Thousands of people are expected to take part in the 19th annual Making Strides Against Breast Cancer walk, held by the American Cancer Society, at Flushing Meadows Corona Park this Sunday, in what is one of the society’s largest events of the year.
“It’s our biggest event in Queens,” said John Link, director of special events at the society, adding that other Making Strides walks will also take place in the other four boroughs. In all, more than 270 events will be held across the country.
The walks help raise money to support the society’s efforts to find cures and administer support programs and services for women with breast cancer and are the culmination of a major fund-raising effort that began for some people as early as May.

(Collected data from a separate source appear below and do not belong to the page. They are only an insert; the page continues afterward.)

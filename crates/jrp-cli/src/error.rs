//! Error types for jrp-cli

/// Result type for CLI operations
pub type Result<T> = std::result::Result<T, CliError>;

/// Errors that can occur in CLI operations
#[derive(Debug, thiserror::Error)]
pub enum CliError {
    /// Error from the note-type store
    #[error(transparent)]
    Templates(#[from] jrp_templates::Error),

    /// Error loading preferences
    #[error(transparent)]
    Prefs(#[from] jrp_prefs::Error),

    /// JSON output serialization error
    #[error(transparent)]
    Json(#[from] serde_json::Error),
}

Link said many participants in the walk set their own fund-raising goals and ask friends and family or event businesses to donate to them in support of their breast cancer walk.

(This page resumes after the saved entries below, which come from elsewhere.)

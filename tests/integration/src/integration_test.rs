//! End-to-end integration test for the vertical slice
//!
//! Exercises the complete flow: preferences loading -> collection open ->
//! synchronization -> atomic save -> reopen.

use std::fs;
use std::path::{Path, PathBuf};

use pretty_assertions::assert_eq;
use tempfile::TempDir;

use jrp_assets::{STYLE_VERSION, generate_style};
use jrp_inject::{Domain, enclose};
use jrp_prefs::Prefs;
use jrp_templates::{
    CardTemplate, CollectionFile, NoteType, NoteTypeStore, sync_note_type,
};

/// Builds a collection file with one two-template note type.
fn setup_collection(dir: &Path) -> PathBuf {
    let path = dir.join("collection.json");
    let mut collection = CollectionFile::create(&path);
    collection.insert(NoteType {
        id: 1,
        name: "Japanese".to_string(),
        stylesheet: ".card { font-size: 20px; }\n".to_string(),
        templates: vec![
            CardTemplate::new("Recognition", "{{Front}}\n", "{{FrontSide}}\n{{Back}}\n"),
            CardTemplate::new("Recall", "{{Back}}\n", "{{FrontSide}}\n{{Front}}\n"),
        ],
    });
    collection.save().unwrap();
    path
}

/// Runs one full synchronization pass and saves when anything changed.
fn sync_all(collection: &mut CollectionFile, prefs: &Prefs) -> usize {
    let mut changed = 0;
    for managed in &prefs.note_types {
        let report = sync_note_type(collection, managed.id, &managed.options).unwrap();
        if report.changed() {
            changed += 1;
        }
    }
    if changed > 0 {
        collection.save().unwrap();
    }
    changed
}

#[test]
fn test_full_vertical_slice() {
    let temp = TempDir::new().unwrap();
    let collection_path = setup_collection(temp.path());

    // 1. Load preferences
    let prefs = Prefs::parse("[[note_types]]\nid = 1\n").unwrap();
    assert_eq!(prefs.note_types.len(), 1);

    // 2. Open the collection and synchronize
    let mut collection = CollectionFile::open(&collection_path).unwrap();
    let changed = sync_all(&mut collection, &prefs);
    assert_eq!(changed, 1);

    // 3. Reopen from disk and verify the persisted sections
    let reopened = CollectionFile::open(&collection_path).unwrap();
    let note_type = reopened.note_type(1).unwrap().unwrap();

    let options = prefs.options_for(1).unwrap();
    let expected_style = enclose(
        &generate_style(&options.style, options.use_diamond_indicators),
        Domain::Style,
        STYLE_VERSION,
    );
    assert_eq!(
        note_type.stylesheet,
        format!(".card {{ font-size: 20px; }}\n\n{expected_style}")
    );

    for template in &note_type.templates {
        for format in [&template.question_format, &template.answer_format] {
            assert!(format.contains("<!-- JRP add-on managed section start [version:1] -->"));
            assert!(format.contains("<script>"));
            assert!(format.contains("<!-- JRP add-on managed section end -->"));
        }
    }

    // 4. A second pass over the saved collection changes nothing
    let mut second = CollectionFile::open(&collection_path).unwrap();
    assert_eq!(sync_all(&mut second, &prefs), 0);
    let on_disk = fs::read_to_string(&collection_path).unwrap();
    let third = CollectionFile::open(&collection_path).unwrap();
    assert_eq!(third.note_type(1).unwrap().unwrap(), note_type);
    assert!(on_disk.contains("JRP add-on managed section start"));
}

#[test]
fn test_legacy_markers_removed_when_configured() {
    let temp = TempDir::new().unwrap();
    let path = temp.path().join("collection.json");

    let mut collection = CollectionFile::create(&path);
    collection.insert(NoteType {
        id: 7,
        name: "Migrated".to_string(),
        stylesheet: "user rules\n\n\
            /*###MIA JAPANESE SUPPORT CSS STARTS###\n\
            Do Not Edit If Using Automatic CSS and JS Management*/\n\
            .mia {}\n\
            /*###MIA JAPANESE SUPPORT CSS ENDS###*/\n"
            .to_string(),
        templates: vec![CardTemplate::new(
            "Card 1",
            "{{Front}}\n\n\
             <!--###MIGAKU JAPANESE SUPPORT JS START###\n\
             Do Not Edit If Using Automatic CSS and JS Management-->\
             <script>old()</script>\
             <!--###MIGAKU JAPANESE SUPPORT JS ENDS###-->\n",
            "{{Back}}\n",
        )],
    });
    collection.save().unwrap();

    let prefs = Prefs::parse("[[note_types]]\nid = 7\nremove_mia_migaku = true\n").unwrap();
    let mut working = CollectionFile::open(&path).unwrap();
    sync_all(&mut working, &prefs);

    let synced = CollectionFile::open(&path)
        .unwrap()
        .note_type(7)
        .unwrap()
        .unwrap();
    assert!(!synced.stylesheet.contains("MIA JAPANESE SUPPORT"));
    assert!(!synced.templates[0].question_format.contains("MIGAKU JAPANESE SUPPORT"));
    assert!(synced.stylesheet.starts_with("user rules\n\n"));
    assert!(synced.templates[0].question_format.starts_with("{{Front}}\n\n"));
    assert!(synced.stylesheet.contains("JRP add-on managed section start"));
    assert!(synced.templates[0].question_format.contains("<script>"));
}

#[test]
fn test_stale_section_replaced_in_place() {
    let temp = TempDir::new().unwrap();
    let path = temp.path().join("collection.json");

    // A section from an earlier payload generation, with user text around it
    let stale = enclose(".stale {}", Domain::Style, 0);
    let mut collection = CollectionFile::create(&path);
    collection.insert(NoteType {
        id: 2,
        name: "Stale".to_string(),
        stylesheet: format!("before\n\n{stale}\n\nafter\n"),
        templates: Vec::new(),
    });
    collection.save().unwrap();

    let prefs = Prefs::parse("[[note_types]]\nid = 2\n").unwrap();
    let mut working = CollectionFile::open(&path).unwrap();
    assert_eq!(sync_all(&mut working, &prefs), 1);

    let synced = CollectionFile::open(&path)
        .unwrap()
        .note_type(2)
        .unwrap()
        .unwrap();
    assert!(!synced.stylesheet.contains("[version:0]"));
    assert!(synced.stylesheet.contains("[version:1]"));
    assert!(synced.stylesheet.starts_with("before\n"));
    assert!(synced.stylesheet.ends_with("\n\nafter\n"));
    // Still exactly one start and one end tag
    assert_eq!(synced.stylesheet.matches("section start").count(), 1);
    assert_eq!(synced.stylesheet.matches("section end").count(), 1);
}

#[test]
fn test_truncated_section_gets_fresh_append() {
    let temp = TempDir::new().unwrap();
    let path = temp.path().join("collection.json");

    // A start tag whose end tag was deleted by hand
    let mut collection = CollectionFile::create(&path);
    collection.insert(NoteType {
        id: 3,
        name: "Damaged".to_string(),
        stylesheet: "user\n\n/* JRP add-on managed section start [version:1] */\nleftover\n"
            .to_string(),
        templates: Vec::new(),
    });
    collection.save().unwrap();

    let prefs = Prefs::parse("[[note_types]]\nid = 3\n").unwrap();
    let mut working = CollectionFile::open(&path).unwrap();
    assert_eq!(sync_all(&mut working, &prefs), 1);

    let synced = CollectionFile::open(&path)
        .unwrap()
        .note_type(3)
        .unwrap()
        .unwrap();
    // The dangling tag is preserved verbatim; a complete section follows it
    assert!(synced.stylesheet.starts_with(
        "user\n\n/* JRP add-on managed section start [version:1] */\nleftover\n\n"
    ));
    assert_eq!(synced.stylesheet.matches("section start").count(), 2);
    assert_eq!(synced.stylesheet.matches("section end").count(), 1);
    assert!(synced.stylesheet.ends_with("/* JRP add-on managed section end */"));
}

#[test]
fn test_domains_update_independently() {
    let temp = TempDir::new().unwrap();
    let path = temp.path().join("collection.json");

    let prefs = Prefs::parse("[[note_types]]\nid = 4\n").unwrap();
    let options = prefs.options_for(4).unwrap();

    // Stylesheet already carries the current generation; the formats do not
    let current_style = enclose(
        &generate_style(&options.style, options.use_diamond_indicators),
        Domain::Style,
        STYLE_VERSION,
    );
    let mut collection = CollectionFile::create(&path);
    collection.insert(NoteType {
        id: 4,
        name: "Partial".to_string(),
        stylesheet: format!("base\n\n{current_style}"),
        templates: vec![CardTemplate::new("Card 1", "{{Front}}\n", "{{Back}}\n")],
    });
    collection.save().unwrap();

    let mut working = CollectionFile::open(&path).unwrap();
    let report = sync_note_type(&mut working, 4, options).unwrap();

    assert!(report.changed());
    assert_eq!(report.changes.len(), 2);
    assert!(
        report
            .changes
            .iter()
            .all(|c| c.field.to_string().contains("format"))
    );
}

But he said some people choose to raise money in other ways, such as selling American Cancer Society ribbons or pens or by throwing comedy shows or parties and raising donations at the events. All the fund-raising efforts are under the umbrella of the Making Strides walk.
“It’s to encourage fund-raising and to make it fun,” Link said.

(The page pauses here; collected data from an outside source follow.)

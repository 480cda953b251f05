//! CLI argument parsing using clap derive

use std::path::PathBuf;

use clap::{Parser, Subcommand};

/// JRP Template Manager - Keep generated styling and scripts in note types up to date
#[derive(Parser, Debug)]
#[command(name = "jrp")]
#[command(author, version, about, long_about = None)]
pub struct Cli {
    /// Enable verbose output
    #[arg(short, long, global = true)]
    pub verbose: bool,

    /// The command to run
    #[command(subcommand)]
    pub command: Option<Commands>,
}

/// Available commands
#[derive(Subcommand, Debug, Clone, PartialEq, Eq)]
pub enum Commands {
    /// Check which note types would change
    ///
    /// Previews the synchronization without writing anything. Every managed
    /// note type is reported, including ones missing from the collection.
    ///
    /// Examples:
    ///   jrp check -c collection.json -p prefs.toml
    ///   jrp check -c collection.json -p prefs.toml --diff
    Check {
        /// Path to the collection file
        #[arg(short, long)]
        collection: PathBuf,

        /// Path to the preferences file
        #[arg(short, long)]
        prefs: PathBuf,

        /// Output as JSON for scripting
        #[arg(long, conflicts_with = "diff")]
        json: bool,

        /// Show line diffs for every field that would change
        #[arg(long)]
        diff: bool,
    },

    /// Synchronize managed sections into the collection
    ///
    /// Regenerates the styling and script payloads, updates every managed
    /// field that is out of date, and saves the collection. Fields already
    /// carrying the current generation are left alone.
    ///
    /// Examples:
    ///   jrp sync -c collection.json -p prefs.toml
    ///   jrp sync -c collection.json -p prefs.toml --dry-run
    Sync {
        /// Path to the collection file
        #[arg(short, long)]
        collection: PathBuf,

        /// Path to the preferences file
        #[arg(short, long)]
        prefs: PathBuf,

        /// Preview changes without applying them
        #[arg(long)]
        dry_run: bool,

        /// Output as JSON for scripting
        #[arg(long)]
        json: bool,
    },
}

Some Queens vendors have also donated some items, such as a spa trip, jewelry and a Kindle Fire, which go to participants either through a raffle or if they raise more than a certain amount of money, he said.
The walk’s opening ceremony will include speeches from breast cancer survivors and sponsors of the walk. St. John’s University’s cheerleading and dance teams and pep band will also perform.
Registration, which is free, begins at 8 a.m., the opening ceremony at 9:15 a.m. and the walk at 10 a.m. The walk will begin at the carousel near the entrance of the Queens Zoo and will wind its way around the park in a 3-mile route, ending back at the carousel.
According to American Cancer Society figures, more than 226,000 women in the United States will be diagnosed with invasive breast cancer this year and nearly 40,000 will die — including nearly 470 women from Queens.
The society says one in every two women newly diagnosed with breast cancer goes to the society for help. The donations earned through the Making Strides walk help the group provide free resources, support and information to women with breast cancer and to invest in research to find treatments and cures, it said.